I’m not sure why Germany always gets the best offers but, year in and year out, it does.  Last year there were some ex-London deals as well, albeit for £300+ more than flying from Germany, but I could not find any advance publicity for these.

How cheap is cheap?

Take a look here and see.

Air China business class sale germany

In terms of fares, we’re talking, departing Frankfurt, Munich or Dusseldorf in Business Class:

Around the €1,118 level (£965):

  • Bangkok
  • Hong Kong
  • Taiwan
  • Phuket
  • Tokyo
  • Osaka
  • Seoul
  • Singapore
  • Ho Chi Minh City
  • Colombo
  • Jakarta
  • Manila
  • Kuala Lumpur
  • Hanoi
  • Yangon
  • Busan
  • Fukuoka
  • Nagoya
  • Sendai
  • Hiroshima
  • Okinawa

Around the €1,566 level (£1,350):

  • Beijing
  • Shanghai
  • Wenzhou
  • Fuzhou
  • Hangzhou
  • Guangzhou
  • Xiamen
  • Chengdu
  • Shenzhen
  • Nanjing
  • Xi’an
  • Shenyang

Around the €1,477 level (£1,275):

  • Sydney
  • Melbourne
  • Auckland
  • Brisbane

The last four are, without a doubt, the star deals.  £1,275 to Australasia in Business Class is an outstanding deal.

You must book by 13th November (Wednesday).  As I am writing this on Sunday before the tickets go on sale on Monday, I can’t say how good or bad the availability is.  It won’t last long, however.
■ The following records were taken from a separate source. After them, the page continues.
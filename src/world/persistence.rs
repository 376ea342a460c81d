//! Section, index and global-entity files.
//!
//! Everything is packed little-endian with no alignment padding. A section
//! file carries a per-LOD offset table so that partial loads can seek
//! straight to the coarse bands without touching the fine ones.

use crate::{
    codec::{ReadExt, WriteExt},
    config::GridParams,
    util::DwordBitSet,
    world::{
        chunk::Chunk,
        entity,
        section::{LoadState, Section},
        ChunkPos, WorldError,
    },
};
use std::{
    fs::{self, File},
    io::{self, BufReader, BufWriter, Read, Seek, SeekFrom, Write},
    path::{Path, PathBuf},
};

pub const SECTION_MAGIC: u32 = 0xCCBBAA03;
pub const INDEX_MAGIC: u32 = 0xCCBBAA04;
pub const GLOBAL_ENTITY_MAGIC: u32 = 0xCCBBAA05;

fn stream_error(err: io::Error) -> WorldError {
    if err.kind() == io::ErrorKind::UnexpectedEof {
        WorldError::CorruptFile("unexpected end of stream".into())
    } else {
        WorldError::Io(err)
    }
}

/// Byte size of one chunk's (values, data) pair at a given LOD.
fn chunk_lod_bytes(chunk_size: u32, lod: u32) -> u64 {
    let edge = (chunk_size >> lod) as u64;
    edge * edge * edge * 3
}

pub fn save_section<W: Write>(section: &Section, writer: &mut W) -> Result<(), WorldError> {
    debug_assert_eq!(section.loaded_lod(), 0, "saving requires all LODs resident");

    let lod_levels = section.lod_levels();
    let mask = section.availability();

    writer.write_u32_le(SECTION_MAGIC)?;
    writer.write_i32_le(section.chunk_size() as i32)?;
    writer.write_i32_le(section.section_size() as i32)?;
    writer.write_i32_le(lod_levels as i32)?;
    writer.write_i32_le(section.min_chunk_z())?;
    writer.write_i32_le(section.max_chunk_z())?;
    writer.write_u32_le(mask.dword_count() as u32)?;
    writer.write_u32_slice_le(mask.words())?;

    // the data area follows the offset table and the entity header; offsets
    // are computed arithmetically because every chunk record has a fixed size
    let available = section.chunk_count() as u64;
    let header_bytes = 4 + 5 * 4 + 4 + 4 * mask.dword_count() as u64;
    let mut cursor = header_bytes + 4 * lod_levels as u64 + 8;

    let mut lod_offsets = vec![0u32; lod_levels as usize];
    for lod in (0..lod_levels).rev() {
        lod_offsets[lod as usize] = cursor as u32;
        cursor += chunk_lod_bytes(section.chunk_size(), lod) * available;
    }
    writer.write_u32_slice_le(&lod_offsets)?;
    writer.write_u32_le(cursor as u32)?;
    writer.write_u32_le(section.entities().len() as u32)?;

    for lod in (0..lod_levels).rev() {
        for_each_slot(section, |section, rx, ry, cz| {
            if let Some(chunk) = section.chunk(rx, ry, cz) {
                chunk.save_lod_to(lod, writer)?;
            }
            Ok(())
        })?;
    }

    entity::save_entities(section.entities(), writer)?;
    Ok(())
}

/// Visits every slot in ascending (cz, ry, rx) order, the order chunk data
/// is laid out in the file.
fn for_each_slot<F>(section: &Section, mut func: F) -> Result<(), WorldError>
where
    F: FnMut(&Section, u32, u32, i32) -> Result<(), WorldError>,
{
    for cz in section.min_chunk_z()..=section.max_chunk_z() {
        for ry in 0..section.section_size() {
            for rx in 0..section.section_size() {
                func(section, rx, ry, cz)?;
            }
        }
    }
    Ok(())
}

struct SectionHeader {
    min_cz: i32,
    max_cz: i32,
    mask: DwordBitSet,
}

fn read_section_header<R: Read>(
    grid: &GridParams,
    reader: &mut R,
) -> Result<SectionHeader, WorldError> {
    let magic = reader.read_u32_le().map_err(stream_error)?;
    if magic != SECTION_MAGIC {
        return Err(WorldError::CorruptFile(format!(
            "bad section magic {magic:#010x}"
        )));
    }

    let chunk_size = reader.read_i32_le().map_err(stream_error)?;
    let section_size = reader.read_i32_le().map_err(stream_error)?;
    let lod_levels = reader.read_i32_le().map_err(stream_error)?;
    if chunk_size != grid.chunk_size as i32
        || section_size != grid.section_size as i32
        || lod_levels != grid.lod_levels as i32
    {
        return Err(WorldError::CorruptFile(format!(
            "grid parameters {chunk_size}/{section_size}/{lod_levels} disagree with world"
        )));
    }

    let min_cz = reader.read_i32_le().map_err(stream_error)?;
    let max_cz = reader.read_i32_le().map_err(stream_error)?;
    if min_cz > max_cz {
        return Err(WorldError::CorruptFile("inverted section Z range".into()));
    }

    let slot_count =
        (grid.section_size * grid.section_size) as usize * (max_cz - min_cz + 1) as usize;
    let dword_count = reader.read_u32_le().map_err(stream_error)? as usize;
    if dword_count != (slot_count + 31) / 32 {
        return Err(WorldError::CorruptFile("availability mask size mismatch".into()));
    }
    let mut words = vec![0u32; dword_count];
    reader.read_u32_slice_le(&mut words).map_err(stream_error)?;
    let mask = DwordBitSet::from_words(words, slot_count)
        .ok_or_else(|| WorldError::CorruptFile("availability mask size mismatch".into()))?;

    Ok(SectionHeader {
        min_cz,
        max_cz,
        mask,
    })
}

/// Loads a section from scratch, reading only LOD bands `>= max_lod`.
pub fn load_section<R: Read + Seek>(
    grid: &GridParams,
    sx: i32,
    sy: i32,
    reader: &mut R,
    max_lod: u32,
) -> Result<Section, WorldError> {
    let header = read_section_header(grid, reader)?;

    let mut section = Section::with_range(
        grid.chunk_size,
        grid.section_size,
        grid.lod_levels,
        sx,
        sy,
        header.min_cz,
        header.max_cz,
    );
    load_lod_bands(&mut section, &header.mask, reader, max_lod)?;
    section.set_load_state(LoadState::Loaded);
    Ok(section)
}
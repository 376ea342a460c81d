use crate::util;
use nalgebra::{point, vector, Point3, Vector3};

#[rustfmt::skip]
fn spans_overlap(amin: f32, amax: f32, bmin: f32, bmax: f32) -> bool {
    util::is_between(bmin, amin, amax) || util::is_between(amin, bmin, bmax) ||
    util::is_between(bmax, amin, amax) || util::is_between(amax, bmin, bmax)
}

#[derive(Copy, Clone, Debug, PartialEq)]
pub struct Aabb {
    pub min: Point3<f32>,
    pub max: Point3<f32>,
}

impl Aabb {
    pub fn new(min: Point3<f32>, max: Point3<f32>) -> Self {
        Aabb { min, max }
    }

    pub fn with_dimensions(dims: Vector3<f32>) -> Self {
        let half_dims = dims / 2.0;
        Aabb {
            min: Point3::from(-half_dims),
            max: Point3::from(half_dims),
        }
    }

    #[rustfmt::skip]
    pub fn contains(&self, point: &Point3<f32>) -> bool {
        util::is_within(point.x, self.min.x, self.max.x) &&
        util::is_within(point.y, self.min.y, self.max.y) &&
        util::is_within(point.z, self.min.z, self.max.z)
    }

    #[rustfmt::skip]
    pub fn intersects(&self, other: &Aabb) -> bool {
        spans_overlap(self.min.x, self.max.x, other.min.x, other.max.x) &&
        spans_overlap(self.min.y, self.max.y, other.min.y, other.max.y) &&
        spans_overlap(self.min.z, self.max.z, other.min.z, other.max.z)
    }

    pub fn dimensions(&self) -> Vector3<f32> {
        vector![
            self.max.x - self.min.x,
            self.max.y - self.min.y,
            self.max.z - self.min.z
        ]
    }

    pub fn center(&self) -> Point3<f32> {
        self.min + self.dimensions() / 2.0
    }

    pub fn translated(&self, translation: Vector3<f32>) -> Aabb {
        Aabb {
            min: self.min + translation,
            max: self.max + translation,
        }
    }

    pub fn inflate(&self, distance: f32) -> Aabb {
        Aabb {
            min: self.min - vector![distance, distance, distance],
            max: self.max + vector![distance, distance, distance],
        }
    }

    pub fn union_point(&self, point: &Point3<f32>) -> Aabb {
        Aabb {
            min: point![
                util::min(self.min.x, point.x),
                util::min(self.min.y, point.y),
                util::min(self.min.z, point.z)
            ],
            max: point![
                util::max(self.max.x, point.x),
                util::max(self.max.y, point.y),
                util::max(self.max.z, point.z)
            ],
        }
    }

    pub fn union(&self, other: &Aabb) -> Aabb {
        self.union_point(&other.min).union_point(&other.max)
    }

    /// Slab-method ray intersection; returns the entry distance along the
    /// ray, or `None` when the ray misses the box entirely.
    pub fn intersect_ray(&self, origin: Point3<f32>, direction: Vector3<f32>) -> Option<f32> {
        let mut t_enter = f32::NEG_INFINITY;
        let mut t_exit = f32::INFINITY;

        for axis in 0..3 {
            if direction[axis] == 0.0 {
                if origin[axis] < self.min[axis] || origin[axis] > self.max[axis] {
                    return None;
                }
                continue;
            }
            let inv = 1.0 / direction[axis];
            let t0 = (self.min[axis] - origin[axis]) * inv;
            let t1 = (self.max[axis] - origin[axis]) * inv;
            let (near, far) = if t0 < t1 { (t0, t1) } else { (t1, t0) };
            t_enter = util::max(t_enter, near);
            t_exit = util::min(t_exit, far);
            if t_enter > t_exit {
                return None;
            }
        }

        if t_exit < 0.0 {
            return None;
        }
        Some(util::max(t_enter, 0.0))
    }
}

#[derive(Copy, Clone, Debug, PartialEq)]
pub struct Sphere {
    pub center: Point3<f32>,
    pub radius: f32,
}

impl Sphere {
    pub fn enclosing(aabb: &Aabb) -> Self {
        let center = aabb.center();
        Sphere {
            center,
            radius: (aabb.max - center).norm(),
        }
    }
}

#[cfg(test)]
mod tests {
    use super::*;
    use approx::assert_relative_eq;

    fn unit_box() -> Aabb {
        Aabb::new(point![0.0, 0.0, 0.0], point![1.0, 1.0, 1.0])
    }

    #[test]
    fn union_grows_bounds() {
        let grown = unit_box().union_point(&point![2.0, -1.0, 0.5]);
        assert_eq!(grown.min, point![0.0, -1.0, 0.0]);
        assert_eq!(grown.max, point![2.0, 1.0, 1.0]);
    }

    #[test]
    fn ray_hits_front_face() {
        let t = unit_box()
            .intersect_ray(point![0.5, -2.0, 0.5], vector![0.0, 1.0, 0.0])
            .unwrap();
        assert_relative_eq!(t, 2.0);
    }

    #[test]
    fn ray_starting_inside_reports_zero() {
        let t = unit_box()
            .intersect_ray(point![0.5, 0.5, 0.5], vector![0.0, 0.0, 1.0])
            .unwrap();
        assert_relative_eq!(t, 0.0);
    }

    #[test]
    fn ray_parallel_outside_misses() {
        assert!(unit_box()
            .intersect_ray(point![2.0, -2.0, 0.5], vector![0.0, 1.0, 0.0])
            .is_none());
    }

    #[test]
    fn enclosing_sphere_touches_corners() {
        let sphere = Sphere::enclosing(&unit_box());
        assert_eq!(sphere.center, point![0.5, 0.5, 0.5]);
        assert_relative_eq!(sphere.radius, (0.75f32).sqrt());
    }
}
Travel dates for the Business Class sale are (OUTBOUND):

  • 13th December – 12th January
  • 18th January – 28th January
  • 27th March – 12th April
  • 28th June – 23rd August

You cannot travel INBOUND between 18th January – 27th January.

You will note that, as usual with Air China sales, Christmas is NOT excluded.
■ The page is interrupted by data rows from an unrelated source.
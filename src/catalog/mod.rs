//! Catalog documents and their validated, indexed form.
//!
//! This module wraps the JSON catalogs under `catalogs/` so callers can load
//! a validated snapshot with typed facet tokens. Callers use `CatalogIndex`
//! to query one catalog and `CatalogRepository` when several are loaded.

pub mod identity;
pub mod index;
pub mod model;
pub mod repository;

pub use identity::{CatalogKey, Facet, Health, Lifecycle, RecordType, UsageLevel};
pub use index::{CATALOG_SCHEMA_FILE, CatalogIndex};
pub use model::{
    CatalogDocument, CatalogMetadata, CatalogRecord, InvalidRecordError, RawRecord, RecordLinks,
    RecordVariant, parse_updated,
};
pub use repository::{CatalogRepository, catalog_files};
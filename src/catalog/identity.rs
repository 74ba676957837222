use serde::{Deserialize, Deserializer, Serialize, Serializer};

/// Key for a loaded catalog (e.g., `components`, `patterns`).
///
/// Mirrors `catalog.key` in the catalog document and is how the repository
/// resolves catalogs.
#[derive(Clone, Debug, Eq, PartialEq, Ord, PartialOrd, Hash, Serialize, Deserialize)]
#[serde(transparent)]
pub struct CatalogKey(pub String);

/// Declares a string-backed token enum.
///
/// Known variants serialize to their canonical spelling; anything else lands in
/// `Other` with the original text so exact-match filtering keeps working on
/// values the crate does not know about.
macro_rules! token_enum {
    (
        $(#[$meta:meta])*
        $name:ident { $($variant:ident => $token:literal),+ $(,)? }
    ) => {
        $(#[$meta])*
        #[derive(Clone, Debug, Eq, PartialEq, Ord, PartialOrd, Hash)]
        pub enum $name {
            $($variant,)+
            Other(String),
        }

        impl $name {
            pub fn as_str(&self) -> &str {
                match self {
                    $($name::$variant => $token,)+
                    $name::Other(value) => value.as_str(),
                }
            }

            pub fn from_token(value: &str) -> Self {
                match value {
                    $($token => $name::$variant,)+
                    other => $name::Other(other.to_string()),
                }
            }
        }

        impl Serialize for $name {
            fn serialize<S>(&self, serializer: S) -> Result<S::Ok, S::Error>
            where
                S: Serializer,
            {
                serializer.serialize_str(self.as_str())
            }
        }

        impl<'de> Deserialize<'de> for $name {
            fn deserialize<D>(deserializer: D) -> Result<Self, D::Error>
            where
                D: Deserializer<'de>,
            {
                let value = String::deserialize(deserializer)?;
                Ok(Self::from_token(&value))
            }
        }
    };
}

token_enum! {
    /// Record sub-schema discriminant. Gates which facets apply to a record.
    RecordType {
        Official => "official",
        Community => "community",
    }
}

token_enum! {
    /// Lifecycle status of an officially owned record.
    Lifecycle {
        Stable => "Stable",
        Beta => "Beta",
        Experimental => "Experimental",
        Deprecated => "Deprecated",
    }
}

token_enum! {
    /// Health status of a community-owned record.
    Health {
        Healthy => "Healthy",
        Caution => "Caution",
        Critical => "Critical",
    }
}

token_enum! {
    /// Adoption level; ranked for `usage-desc` ordering.
    UsageLevel {
        High => "High",
        Growing => "Growing",
        Medium => "Medium",
        Low => "Low",
    }
}

impl UsageLevel {
    /// Ordinal used by `usage-desc`. Lookup ignores case so hand-authored
    /// tokens like `high` still rank; unknown levels rank 0.
    pub fn rank(&self) -> u8 {
        match self.as_str().to_ascii_lowercase().as_str() {
            "high" => 4,
            "growing" => 3,
            "medium" => 2,
            "low" => 1,
            _ => 0,
        }
    }
}

/// A filterable dimension of a catalog record.
///
/// `Other` names an arbitrary string attribute carried on the record; it only
/// applies to records that actually carry that attribute.
#[derive(Clone, Debug, Eq, PartialEq, Ord, PartialOrd, Hash)]
pub enum Facet {
    Type,
    Category,
    Owner,
    Lifecycle,
    Health,
    Usage,
    Endorsement,
    Other(String),
}

impl Facet {
    pub fn as_str(&self) -> &str {
        match self {
            Facet::Type => "type",
            Facet::Category => "category",
            Facet::Owner => "owner",
            Facet::Lifecycle => "lifecycle",
            Facet::Health => "health",
            Facet::Usage => "usage",
            Facet::Endorsement => "endorsement",
            Facet::Other(value) => value.as_str(),
        }
    }

    /// Parse a facet name. `status` is accepted for `lifecycle` since pattern
    /// and primitive catalogs label the same dimension that way.
    pub fn from_token(value: &str) -> Self {
        match value.trim() {
            "type" => Facet::Type,
            "category" => Facet::Category,
            "owner" => Facet::Owner,
            "lifecycle" | "status" => Facet::Lifecycle,
            "health" => Facet::Health,
            "usage" => Facet::Usage,
            "endorsement" | "endorsed" => Facet::Endorsement,
            other => Facet::Other(other.to_string()),
        }
    }
}

impl Serialize for Facet {
    fn serialize<S>(&self, serializer: S) -> Result<S::Ok, S::Error>
    where
        S: Serializer,
    {
        serializer.serialize_str(self.as_str())
    }
}

impl<'de> Deserialize<'de> for Facet {
    fn deserialize<D>(deserializer: D) -> Result<Self, D::Error>
    where
        D: Deserializer<'de>,
    {
        let value = String::deserialize(deserializer)?;
        Ok(Self::from_token(&value))
    }
}
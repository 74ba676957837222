//! Validate every catalog under a directory.
//!
//! Prints one line per problem (load failures, duplicate catalog keys,
//! community records naming unknown components) and exits non-zero when any
//! problem was found.

use anyhow::Result;
use catalog_query::{default_catalog_dir, find_repo_root, lint_catalog_dir};
use clap::Parser;
use std::io;
use std::path::PathBuf;
use tracing_subscriber::EnvFilter;

#[derive(Debug, Parser)]
#[command(name = "catalog-lint", version, about = "Check catalog files for authoring mistakes")]
struct Cli {
    /// Directory of catalog files; defaults to the repository's catalogs/
    dir: Option<PathBuf>,
}

fn main() {
    match run() {
        Ok(0) => {}
        Ok(_) => std::process::exit(1),
        Err(err) => {
            eprintln!("{err:#}");
            std::process::exit(1);
        }
    }
}

fn run() -> Result<usize> {
    let cli = Cli::parse();
    tracing_subscriber::fmt()
        .with_env_filter(
            EnvFilter::try_from_default_env().unwrap_or_else(|_| EnvFilter::new("warn")),
        )
        .with_target(false)
        .with_writer(io::stderr)
        .init();

    let dir = match cli.dir {
        Some(dir) => dir,
        None => default_catalog_dir(&find_repo_root()?),
    };
    let problems = lint_catalog_dir(&dir)?;
    for problem in &problems {
        eprintln!("{problem}");
    }
    if problems.is_empty() {
        println!("catalogs OK: {}", dir.display());
    }
    Ok(problems.len())
}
Air China is part of Star Alliance so you could (depending on which booking class the ticket books into) earn miles and status credit with Lufthansa Miles & More or one of the other Star programmes.  Use to find the most generous programme – you are probably looking for ‘R’ class earning which is typically 125% of miles flown.  

I know very little about Air China, so do some research on what planes are flying which route and what kind of seating if will offer.  A typical Air China business class is pictured below.

Air China business class

Some flights use brand new A350-900 aircraft with this impressive 1-2-1 layout:

Air China A350 business class

Last year reader Joel reviewed the Air China Boeing 777 business class service from Heathrow to Beijing for us – see here.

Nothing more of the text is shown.